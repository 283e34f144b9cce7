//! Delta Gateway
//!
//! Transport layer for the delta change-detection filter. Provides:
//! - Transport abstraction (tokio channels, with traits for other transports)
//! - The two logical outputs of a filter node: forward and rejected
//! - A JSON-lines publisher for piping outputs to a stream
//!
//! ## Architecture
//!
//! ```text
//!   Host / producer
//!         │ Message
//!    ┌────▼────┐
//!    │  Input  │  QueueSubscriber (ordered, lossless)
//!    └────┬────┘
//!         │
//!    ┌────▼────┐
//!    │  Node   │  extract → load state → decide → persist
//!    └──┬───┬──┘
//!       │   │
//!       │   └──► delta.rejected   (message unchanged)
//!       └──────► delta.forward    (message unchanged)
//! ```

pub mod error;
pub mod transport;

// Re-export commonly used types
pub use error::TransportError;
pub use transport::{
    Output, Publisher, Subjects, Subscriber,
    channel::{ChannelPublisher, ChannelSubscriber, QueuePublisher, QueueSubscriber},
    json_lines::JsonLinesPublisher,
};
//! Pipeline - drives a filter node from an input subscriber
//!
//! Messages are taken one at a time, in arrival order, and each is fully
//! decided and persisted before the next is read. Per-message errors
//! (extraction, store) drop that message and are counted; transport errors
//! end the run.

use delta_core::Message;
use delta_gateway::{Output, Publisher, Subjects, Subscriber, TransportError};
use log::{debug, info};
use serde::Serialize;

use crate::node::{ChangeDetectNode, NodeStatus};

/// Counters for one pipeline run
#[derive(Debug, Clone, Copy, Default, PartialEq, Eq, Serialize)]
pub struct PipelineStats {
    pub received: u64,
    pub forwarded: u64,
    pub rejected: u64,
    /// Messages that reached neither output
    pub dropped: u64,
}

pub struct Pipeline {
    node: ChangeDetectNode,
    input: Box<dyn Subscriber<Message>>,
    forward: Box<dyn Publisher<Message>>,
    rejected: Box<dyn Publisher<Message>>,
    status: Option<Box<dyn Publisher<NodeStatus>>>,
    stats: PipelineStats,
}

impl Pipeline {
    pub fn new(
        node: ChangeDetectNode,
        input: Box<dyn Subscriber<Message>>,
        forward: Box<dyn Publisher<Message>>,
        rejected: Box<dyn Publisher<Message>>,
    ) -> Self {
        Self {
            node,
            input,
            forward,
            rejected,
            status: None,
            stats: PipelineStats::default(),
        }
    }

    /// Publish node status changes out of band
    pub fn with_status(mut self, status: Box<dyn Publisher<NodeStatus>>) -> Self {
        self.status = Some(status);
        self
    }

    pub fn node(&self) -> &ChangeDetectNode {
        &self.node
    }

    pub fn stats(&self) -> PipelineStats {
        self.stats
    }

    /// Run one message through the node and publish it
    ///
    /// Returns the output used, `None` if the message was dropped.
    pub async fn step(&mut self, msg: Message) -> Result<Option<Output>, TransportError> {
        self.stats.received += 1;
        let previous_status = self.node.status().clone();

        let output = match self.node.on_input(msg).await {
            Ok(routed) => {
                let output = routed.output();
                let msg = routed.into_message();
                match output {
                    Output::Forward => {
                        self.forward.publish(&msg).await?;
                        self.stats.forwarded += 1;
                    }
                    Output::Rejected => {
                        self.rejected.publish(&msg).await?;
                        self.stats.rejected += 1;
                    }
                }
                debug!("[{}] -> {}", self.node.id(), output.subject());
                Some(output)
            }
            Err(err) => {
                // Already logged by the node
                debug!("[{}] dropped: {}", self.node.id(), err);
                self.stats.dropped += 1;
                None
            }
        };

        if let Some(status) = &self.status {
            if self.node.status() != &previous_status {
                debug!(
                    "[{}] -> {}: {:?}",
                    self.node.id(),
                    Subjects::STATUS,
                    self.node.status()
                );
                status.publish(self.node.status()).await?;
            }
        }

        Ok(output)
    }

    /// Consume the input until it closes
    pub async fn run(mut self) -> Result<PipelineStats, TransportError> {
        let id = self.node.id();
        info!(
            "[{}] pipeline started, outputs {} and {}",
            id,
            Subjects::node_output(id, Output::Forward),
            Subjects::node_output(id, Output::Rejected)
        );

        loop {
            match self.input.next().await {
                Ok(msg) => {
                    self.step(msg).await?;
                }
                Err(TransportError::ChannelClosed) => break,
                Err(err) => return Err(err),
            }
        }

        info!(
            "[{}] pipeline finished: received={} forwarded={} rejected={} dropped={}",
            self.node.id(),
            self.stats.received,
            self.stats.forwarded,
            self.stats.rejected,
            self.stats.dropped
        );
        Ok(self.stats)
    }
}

========================================

About this exercise:
Return all lines from the entries that contain the string "Serialize".

Answer to the exercise:
use serde::Serialize;
#[derive(Debug, Clone, Copy, Default, PartialEq, Eq, Serialize)]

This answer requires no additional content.